Air pollution solutions

Air pollution solutions

When we think of the major threats to health, we probably think of heart disease and cancer. And we’d be right. But coming in strong at number four on the list is air pollution. A recent report from Public Health England (PHE) claimed that up to 36,000 deaths a year are partly due to people being exposed to long term air pollution.[1]

If you’re sitting back happily, thinking that you’re ok because you don’t live in London, you might want to check out this list. It’s true that London’s air quality is now on a par with Delhi and Beijing: the capital has had nine high alerts for air pollution since 2016. But around 40 sites across the UK have air pollution levels that exceed World Health Organization recommendations.

And it’s not just the UK. The World Health Organization attributes around 7 million deaths a year worldwide to air pollution. It is said to cause heart disease, strokes, lung cancer and respiratory diseases. It makes asthma worse, particularly for children. Since air pollution travels, and because pollutants can mix to make new pollutants, the problem cannot simply be localised.

So what are we doing about it?

There are four main areas that contribute to air pollution: roads, homes, farming and industry. It’s no surprise that traffic is a major pollutant, but it’s also a difficult issue to tackle. Cutting vehicle emissions depends on a combination of changes to both vehicle types and driver behaviour. For example, around a dozen UK cities already have low emission zones, which have forced buses and vans to be greener. Public Health England recommends that there should be ‘no idling’ zones at schools, as a way to protect children’s health.[2]

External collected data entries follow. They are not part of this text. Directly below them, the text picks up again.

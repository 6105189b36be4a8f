//! WebSocket connector.
//!
//! [`WsConnector`] builds the socket URL from the current access token and
//! opens it either directly or through an HTTP `CONNECT` tunnel on the
//! session's proxy. The supervisor only sees the [`Connector`] trait, so
//! tests can substitute in-memory sockets.

use std::future::Future;

use futures_util::{Sink, Stream};
use reqwest::Url;
use tokio::io::{AsyncReadExt, AsyncWriteExt};
use tokio::net::TcpStream;
use tokio_tungstenite::tungstenite::client::IntoClientRequest;
use tokio_tungstenite::tungstenite::handshake::client::Request;
use tokio_tungstenite::tungstenite::http::HeaderValue;
use tokio_tungstenite::tungstenite::{self, Message};
use tokio_tungstenite::{MaybeTlsStream, WebSocketStream};
use tracing::debug;

use crate::accounts::ProxyEndpoint;
use crate::config::ServiceConfig;
use crate::error::TransportError;

/// Live socket as seen by the supervisor.
pub type WsStream = WebSocketStream<MaybeTlsStream<TcpStream>>;

/// Largest proxy `CONNECT` response head we are willing to buffer.
const MAX_CONNECT_RESPONSE: usize = 8 * 1024;

/// Opens sockets for a session. Implemented by [`WsConnector`] and test fakes.
pub trait Connector: Send + Sync + 'static {
    type Socket: Stream<Item = Result<Message, tungstenite::Error>>
        + Sink<Message, Error = tungstenite::Error>
        + Send
        + Unpin
        + 'static;

    fn connect(
        &self,
        access_token: &str,
        proxy: Option<&ProxyEndpoint>,
    ) -> impl Future<Output = Result<Self::Socket, TransportError>> + Send;
}

/// Real connector for the service's WebSocket endpoint.
pub struct WsConnector {
    socket_url: String,
    protocol_version: String,
    origin: String,
    user_agent: String,
}

impl WsConnector {
    pub fn new(service: &ServiceConfig) -> Self {
        Self {
            socket_url: service.socket_url.clone(),
            protocol_version: service.protocol_version.clone(),
            origin: service.origin.clone(),
            user_agent: service.user_agent.clone(),
        }
    }

    fn build_request(&self, url: &Url) -> Result<Request, TransportError> {
        let mut request = url
            .as_str()
            .into_client_request()
            .map_err(|e| TransportError::InvalidEndpoint(e.to_string()))?;
        let headers = request.headers_mut();
        for (name, value) in [("origin", &self.origin), ("user-agent", &self.user_agent)] {
            let value = HeaderValue::from_str(value)
                .map_err(|e| TransportError::InvalidEndpoint(format!("{name} header: {e}")))?;
            headers.insert(name, value);
        }
        Ok(request)
    }
}

impl Connector for WsConnector {
    type Socket = WsStream;

    async fn connect(
        &self,
        access_token: &str,
        proxy: Option<&ProxyEndpoint>,
    ) -> Result<WsStream, TransportError> {
        let url = socket_url(&self.socket_url, access_token, &self.protocol_version)?;
        let request = self.build_request(&url)?;

        let result = match proxy {
            None => tokio_tungstenite::connect_async(request).await,
            Some(p) => {
                let host = url
                    .host_str()
                    .ok_or_else(|| TransportError::InvalidEndpoint("missing host".into()))?;
                let port = url.port_or_known_default().unwrap_or(443);
                let tunnel = open_tunnel(p, host, port).await?;
                debug!(proxy = %p, "tunnel established");
                tokio_tungstenite::client_async_tls(request, tunnel).await
            }
        };

        match result {
            Ok((ws, _response)) => Ok(ws),
            Err(tungstenite::Error::Http(response)) => Err(TransportError::Rejected {
                status: response.status().as_u16(),
            }),
            Err(e) => Err(TransportError::WebSocket(e)),
        }
    }
}

/// `<base>?accessToken=<token>&version=<version>`, with the token URL-encoded.
pub fn socket_url(base: &str, access_token: &str, version: &str) -> Result<Url, TransportError> {
    let mut url = Url::parse(base).map_err(|e| TransportError::InvalidEndpoint(e.to_string()))?;
    if !matches!(url.scheme(), "ws" | "wss") {
        return Err(TransportError::InvalidEndpoint(format!(
            "expected ws:// or wss:// URL, got {}",
            url.scheme()
        )));
    }
    url.query_pairs_mut()
        .append_pair("accessToken", access_token)
        .append_pair("version", version);
    Ok(url)
}

/// Open a TCP stream to `host:port` through an HTTP `CONNECT` proxy.
async fn open_tunnel(
    proxy: &ProxyEndpoint,
    host: &str,
    port: u16,
) -> Result<TcpStream, TransportError> {
    let mut stream = TcpStream::connect((proxy.host(), proxy.port())).await?;

    stream
        .write_all(connect_request(host, port, proxy.basic_auth().as_deref()).as_bytes())
        .await?;

    let mut head = Vec::with_capacity(256);
    let mut chunk = [0u8; 512];
    while !head.windows(4).any(|w| w == b"\r\n\r\n") {
        let n = stream.read(&mut chunk).await?;
        if n == 0 {
            return Err(TransportError::Proxy(format!(
                "{proxy} closed the connection during CONNECT"
            )));
        }
        head.extend_from_slice(&chunk[..n]);
        if head.len() > MAX_CONNECT_RESPONSE {
            return Err(TransportError::Proxy(format!(
                "{proxy} sent an oversized CONNECT response"
            )));
        }
    }

    match connect_status(&head) {
        Some(200) => Ok(stream),
        Some(status) => Err(TransportError::Proxy(format!(
            "{proxy} refused CONNECT with HTTP {status}"
        ))),
        None => Err(TransportError::Proxy(format!(
            "{proxy} sent a malformed CONNECT response"
        ))),
    }
}

fn connect_request(host: &str, port: u16, basic_auth: Option<&str>) -> String {
    let mut req = format!("CONNECT {host}:{port} HTTP/1.1\r\nHost: {host}:{port}\r\n");
    if let Some(auth) = basic_auth {
        req.push_str("Proxy-Authorization: Basic ");
        req.push_str(auth);
        req.push_str("\r\n");
    }
    req.push_str("\r\n");
    req
}

/// Status code from the first line of a proxy response head.
fn connect_status(head: &[u8]) -> Option<u16> {
    let text = std::str::from_utf8(head).ok()?;
    let status_line = text.lines().next()?;
    let mut parts = status_line.split_whitespace();
    if !parts.next()?.starts_with("HTTP/") {
        return None;
    }
    parts.next()?.parse().ok()
}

In the longer term, the government’s Road to Zero sets out a plan for getting to the point where most of the UK’s cars and vans are low emissions:

– By 2030, at least 50% of new car and van sales are expected to be ultra-low emissions

– By 2040, sales of new diesel and petrol cars will stop; the majority of new cars and vans should be zero emissions

– By 2050, all vehicles should be zero emissions

Of course, EVs are still comparatively expensive. Currently there are grants available towards the cost of buying an EV. They’ll carry on until 2020, and it’s highly likely that there’ll be some form of incentive even after that. And around £400 million is being made available to improve the nationwide charging infrastructure. That’s not just so that petrol stations also handle EVs. Imagine being able to plug your car into a street light to charge? That’s one of the suggestions for areas with heavy on-street parking.

The roads of the future could be quieter, greener and a lot less toxic.

1 ‘Air pollution: cars should be banned near schools says public health chief’.